What CDC Data Looks Like

| operation | order_id | customer_id | amount | timestamp           |
|-----------|----------|-------------|--------|---------------------|
| INSERT    | 5001     | 1001        | 150.00 | 2026-05-20 10:00:01 |
| INSERT    | 5002     | 1002        | 89.99  | 2026-05-20 10:00:03 |
| UPDATE    | 5001     | 1001        | 175.00 | 2026-05-20 10:05:00 |
| DELETE    | 4999     | 1003        | 25.00  | 2026-05-20 10:10:00 |

The operation column tells your pipeline what to do: INSERT new rows, UPDATE existing rows, DELETE removed rows. This maps directly to Delta Lake’s MERGE command.

Real-life analogy: CDC is like a security camera on a warehouse door. Instead of taking inventory every night (full load) or checking what is new since your last visit (watermark), the camera records every item that enters (INSERT), gets modified (UPDATE), or leaves (DELETE) in real-time. At any point, you can replay the tape to rebuild the current inventory.

Pattern 4: Event Streaming / Real-Time (Data-Intensive Companies)

How It Works

Data arrives as a continuous stream of events through a message broker. No files, no batches — events flow in real-time.

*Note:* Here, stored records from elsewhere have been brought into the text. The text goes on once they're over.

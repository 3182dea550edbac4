use std::sync::Arc;
use std::time::Duration;

use anyhow::{Result, bail};
use futures::future::join_all;
use tokio::sync::watch;
use tracing::{error, info, warn};

use super::executor::ProbeExecutor;
use super::types::ProbeRecord;
use crate::config::ServiceConfig;
use crate::database::RecordStore;

/// Outcome of one cycle over every configured service
#[derive(Debug, Clone, Default)]
pub struct CycleReport {
    /// One record per configured service, in configuration order
    pub records: Vec<ProbeRecord>,
    /// Records the store acknowledged
    pub persisted: usize,
}

/// One scheduled batch of probes.
///
/// An `Err` means the batch itself broke down; probes reporting `offline`
/// or `error` are a successful cycle.
#[async_trait::async_trait]
pub trait CheckCycle: Send + Sync {
    async fn run(&self) -> Result<CycleReport>;
}

/// Probes every configured service concurrently and appends the results
pub struct ProbeCycle {
    executor: Arc<ProbeExecutor>,
    store: Arc<dyn RecordStore>,
    services: Arc<[ServiceConfig]>,
    timeout: Duration,
    in_flight: Arc<watch::Sender<usize>>,
}

impl ProbeCycle {
    pub fn new(
        executor: Arc<ProbeExecutor>,
        store: Arc<dyn RecordStore>,
        services: Arc<[ServiceConfig]>,
        timeout: Duration,
    ) -> Self {
        let (in_flight, _) = watch::channel(0);
        Self { executor, store, services, timeout, in_flight: Arc::new(in_flight) }
    }

    pub fn services(&self) -> &[ServiceConfig] {
        &self.services
    }

    /// Probe tasks that have not yet persisted their record
    pub fn in_flight(&self) -> usize {
        *self.in_flight.borrow()
    }

    /// Wait up to `limit` for every spawned probe task to finish.
    /// Returns `false` if some were still running when the limit passed.
    pub async fn drain(&self, limit: Duration) -> bool {
        let mut idle = self.in_flight.subscribe();
        matches!(tokio::time::timeout(limit, idle.wait_for(|n| *n == 0)).await, Ok(Ok(_)))
    }
}

/// Counts one probe task from spawn until its record is persisted
struct InFlightGuard(Arc<watch::Sender<usize>>);

impl InFlightGuard {
    fn enter(counter: &Arc<watch::Sender<usize>>) -> Self {
        counter.send_modify(|n| *n += 1);
        Self(Arc::clone(counter))
    }
}

impl Drop for InFlightGuard {
    fn drop(&mut self) {
        self.0.send_modify(|n| *n = n.saturating_sub(1));
    }
}

/// Probe one service and append its record. Runs as its own task so that a
/// cancelled cycle still lets the probe finish and persist.
async fn probe_and_persist(
    executor: Arc<ProbeExecutor>,
    store: Arc<dyn RecordStore>,
    service: ServiceConfig,
    timeout: Duration,
) -> (ProbeRecord, bool) {
    let record = match executor.probe(&service, timeout).await {
        Ok(record) => record,
        Err(e) => {
            error!("Error checking service {}: {}", service.name, e);
            ProbeRecord::check_failed(&service, e)
        }
    };

    let persisted = persist(store.as_ref(), &record).await;
    (record, persisted)
}

async fn persist(store: &dyn RecordStore, record: &ProbeRecord) -> bool {
    match store.append(record.clone()).await {
        Ok(_) => true,
        Err(e) => {
            error!("Failed to store record for {}: {}", record.service, e);
            false
        }
    }
}

#[async_trait::async_trait]
impl CheckCycle for ProbeCycle {
    async fn run(&self) -> Result<CycleReport> {
        let handles: Vec<_> = self
            .services
            .iter()
            .cloned()
            .map(|service| {
                let guard = InFlightGuard::enter(&self.in_flight);
                let task = probe_and_persist(Arc::clone(&self.executor), Arc::clone(&self.store), service, self.timeout);
                tokio::spawn(async move {
                    let _guard = guard;
                    task.await
                })
            })
            .collect();

        let joined = join_all(handles).await;

        let mut report = CycleReport { records: Vec::with_capacity(joined.len()), persisted: 0 };
        let mut cancelled = Vec::new();

        for (service, outcome) in self.services.iter().zip(joined) {
            match outcome {
                Ok((record, persisted)) => {
                    report.persisted += usize::from(persisted);
                    report.records.push(record);
                }
                Err(e) if e.is_panic() => {
                    warn!("Probe task for {} panicked", service.name);
                    let record = ProbeRecord::check_failed(service, "probe task panicked");
                    report.persisted += usize::from(persist(self.store.as_ref(), &record).await);
                    report.records.push(record);
                }
                Err(_) => cancelled.push(service.name.clone()),
            }
        }

        if !cancelled.is_empty() {
            bail!("probe tasks cancelled for: {}", cancelled.join(", "));
        }

        if !report.records.is_empty() && report.persisted == 0 {
            bail!("record store rejected all {} records", report.records.len());
        }

        let total = self.services.len();
        let online = report.records.iter().filter(|r| r.status.is_online()).count();
        info!(online, persisted = report.persisted, "Completed {}/{} service checks", report.records.len(), total);

        Ok(report)
    }
}

#[cfg(test)]
mod tests {
    use super::*;
    use crate::database::{JsonlStore, RecordId, RecordPredicate, RecordScan, RetainFn, StoreError};
    use crate::monitoring::checker::{CheckFailure, Checker};
    use crate::monitoring::types::ProbeStatus;
    use std::collections::{HashMap, HashSet};
    use tempfile::tempdir;

    /// Answers after a per-service delay with a per-service status
    struct ScriptedChecker {
        delays_ms: HashMap<String, u64>,
    }

    #[async_trait::async_trait]
    impl Checker for ScriptedChecker {
        async fn check(&self, service: &ServiceConfig, _deadline: Duration) -> Result<u16, CheckFailure> {
            let delay = self.delays_ms.get(&service.name).copied().unwrap_or(0);
            tokio::time::sleep(Duration::from_millis(delay)).await;
            if service.name.starts_with("panic") {
                panic!("checker blew up");
            }
            if service.name.starts_with("down") {
                return Err(CheckFailure::ConnectionRefused);
            }
            Ok(200)
        }
    }

    /// Store that refuses every append
    struct ReadOnlyStore;

    #[async_trait::async_trait]
    impl RecordStore for ReadOnlyStore {
        async fn append(&self, _record: ProbeRecord) -> Result<RecordId, StoreError> {
            Err(StoreError::Io {
                path: "/readonly".into(),
                source: std::io::Error::new(std::io::ErrorKind::PermissionDenied, "read-only"),
            })
        }

        async fn scan(&self, predicate: RecordPredicate) -> Result<RecordScan, StoreError> {
            Ok(RecordScan::new(Arc::new(Vec::new()), predicate))
        }

        async fn delete(&self, _ids: &HashSet<RecordId>) -> Result<usize, StoreError> {
            Ok(0)
        }

        async fn compact_all(&self, _keep: &RetainFn<'_>) -> Result<usize, StoreError> {
            Ok(0)
        }

        async fn len(&self) -> usize {
            0
        }
    }

    fn services(names: &[&str]) -> Arc<[ServiceConfig]> {
        names.iter().map(|n| ServiceConfig::new(*n, format!("http://{n}.invalid/"))).collect()
    }

    #[tokio::test]
    async fn test_concurrent_probes_yield_one_record_per_service() {
        let dir = tempdir().unwrap();
        let store = Arc::new(JsonlStore::open(dir.path().join("status.jsonl")).await.unwrap());
        let names: Vec<String> = (0..8).map(|i| format!("svc-{i}")).collect();
        let name_refs: Vec<&str> = names.iter().map(String::as_str).collect();
        // Later services finish first
        let delays_ms = names.iter().enumerate().map(|(i, n)| (n.clone(), (8 - i as u64) * 15)).collect();
        let executor = Arc::new(ProbeExecutor::with_checker(Arc::new(ScriptedChecker { delays_ms })));
        let cycle = ProbeCycle::new(executor, store.clone(), services(&name_refs), Duration::from_secs(5));

        let report = cycle.run().await.unwrap();

        assert_eq!(report.records.len(), 8);
        assert_eq!(report.persisted, 8);
        let reported: Vec<&str> = report.records.iter().map(|r| r.service.as_str()).collect();
        assert_eq!(reported, name_refs);

        let stored: HashSet<String> =
            store.scan(Box::new(|_: &ProbeRecord| true)).await.unwrap().records().map(|r| r.service).collect();
        assert_eq!(stored, names.into_iter().collect::<HashSet<_>>());
        assert_eq!(store.len().await, 8);
    }

    #[tokio::test]
    async fn test_failures_are_recorded_not_raised() {
        let dir = tempdir().unwrap();
        let store = Arc::new(JsonlStore::open(dir.path().join("status.jsonl")).await.unwrap());
        let executor = Arc::new(ProbeExecutor::with_checker(Arc::new(ScriptedChecker { delays_ms: HashMap::new() })));
        let mut configured: Vec<ServiceConfig> = services(&["up", "down-1", "panic-1"]).to_vec();
        configured.push(ServiceConfig::new("no-url", ""));
        let cycle = ProbeCycle::new(executor, store.clone(), configured.into(), Duration::from_secs(5));

        let report = cycle.run().await.unwrap();

        let by_name: HashMap<&str, &ProbeRecord> = report.records.iter().map(|r| (r.service.as_str(), r)).collect();
        assert_eq!(by_name["up"].status, ProbeStatus::Online);
        assert_eq!(by_name["down-1"].status, ProbeStatus::Offline);
        assert_eq!(by_name["panic-1"].status, ProbeStatus::Error);
        assert!(by_name["panic-1"].message.starts_with("Check failed"));
        assert_eq!(by_name["no-url"].status, ProbeStatus::Error);
        assert_eq!(store.len().await, 4);
    }

    #[tokio::test]
    async fn test_store_rejecting_everything_fails_the_cycle() {
        let executor = Arc::new(ProbeExecutor::with_checker(Arc::new(ScriptedChecker { delays_ms: HashMap::new() })));
        let cycle = ProbeCycle::new(executor, Arc::new(ReadOnlyStore), services(&["a", "b"]), Duration::from_secs(5));

        let result = cycle.run().await;

        assert!(result.is_err());
    }
}
//! Automatic retention of probe records.
//!
//! Records older than the retention horizon are compacted out of the store.
//! Compaction runs once at start and then on its own interval (daily by
//! default), independent of the check scheduler.

use std::sync::Arc;
use std::time::Duration;

use chrono::{DateTime, Utc};
use tracing::{debug, info, warn};

use crate::config::Config;
use crate::database::{RecordStore, StoreError};
use crate::monitoring::types::ProbeRecord;
use crate::query::{days, window_start};

/// Retention policy for probe records
#[derive(Debug, Clone)]
pub struct RetentionPolicy {
    /// Days to keep records
    pub retention_days: u32,
    /// Time between two compaction passes
    pub interval: Duration,
}

impl Default for RetentionPolicy {
    fn default() -> Self {
        Self { retention_days: 7, interval: Duration::from_secs(24 * 3600) }
    }
}

impl From<&Config> for RetentionPolicy {
    fn from(config: &Config) -> Self {
        Self { retention_days: config.retention_days, interval: config.compaction_interval() }
    }
}

impl RetentionPolicy {
    /// Oldest timestamp still retained when compacting at `now`
    pub fn cutoff(&self, now: DateTime<Utc>) -> DateTime<Utc> {
        window_start(now, days(self.retention_days))
    }
}

/// Compactor for expired records
pub struct RetentionCompactor {
    store: Arc<dyn RecordStore>,
    policy: RetentionPolicy,
}

impl RetentionCompactor {
    pub fn new(store: Arc<dyn RecordStore>, policy: RetentionPolicy) -> Self {
        Self { store, policy }
    }

    /// Run one compaction pass with the cutoff taken from the current time
    pub async fn compact_once(&self) -> Result<usize, StoreError> {
        self.compact_before(self.policy.cutoff(Utc::now())).await
    }

    /// Remove every record with `timestamp < cutoff`. A record stamped
    /// exactly at the cutoff is kept.
    pub async fn compact_before(&self, cutoff: DateTime<Utc>) -> Result<usize, StoreError> {
        debug!(%cutoff, retention_days = self.policy.retention_days, "Starting retention compaction");

        let removed = self.store.compact_all(&move |record: &ProbeRecord| record.timestamp >= cutoff).await?;
        if removed > 0 {
            info!("Cleaned up {} old records", removed);
        }
        Ok(removed)
    }

    /// Start the background compaction task. The first pass runs right away.
    pub fn start_periodic_cleanup(&self) -> tokio::task::JoinHandle<()> {
        let compactor = RetentionCompactor::new(Arc::clone(&self.store), self.policy.clone());

        tokio::spawn(async move {
            let mut interval = tokio::time::interval(compactor.policy.interval);
            interval.set_missed_tick_behavior(tokio::time::MissedTickBehavior::Skip);

            loop {
                interval.tick().await;

                match compactor.compact_once().await {
                    Ok(count) => debug!("Periodic retention compaction completed: {} deleted", count),
                    Err(e) => warn!("Periodic retention compaction failed: {}", e),
                }
            }
        })
    }
}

Application / IoT Device / Website
    |
    | Sends events (JSON messages) continuously
    v
Azure Event Hubs / Apache Kafka / AWS Kinesis
    |
    | Millions of events per second
    v
Spark Structured Streaming / Azure Stream Analytics
    |
    | Processes micro-batches (every few seconds)
    v
Delta Lake (append new events)
    |
    v
Real-time dashboards / ML models / Alerts

Why Streaming?

  • Real-time insights: React to events as they happen, not hours later
  • Scale: Handle millions of events per second (Event Hubs supports 1M+ events/sec)
  • Decoupled: Producers send events without knowing who consumes them
  • Event sourcing: Complete history of every event, not just current state

Real Examples

  • Uber: Every ride request, driver location update, price surge calculation, and trip event streams through Kafka in real-time
  • Netflix: Every play, pause, skip, and browse event streams for real-time recommendations
  • E-commerce clickstream: Every page view, add-to-cart, and checkout step streams for personalization
  • IoT in manufacturing: Temperature, pressure, vibration readings from factory sensors every second
  • Fintech: Stock market tick data streaming for real-time trading analytics
  • Food delivery: Order status updates (placed, preparing, picked up, delivered) stream in real-time

The Architecture

# Spark Structured Streaming in Databricks
df_stream = spark.readStream     .format("eventhubs")     .options(**event_hub_config)     .load()

# Parse JSON events
df_parsed = df_stream     .withColumn("body", col("body").cast("string"))     .withColumn("event", from_json(col("body"), event_schema))     .select("event.*", "enqueuedTime")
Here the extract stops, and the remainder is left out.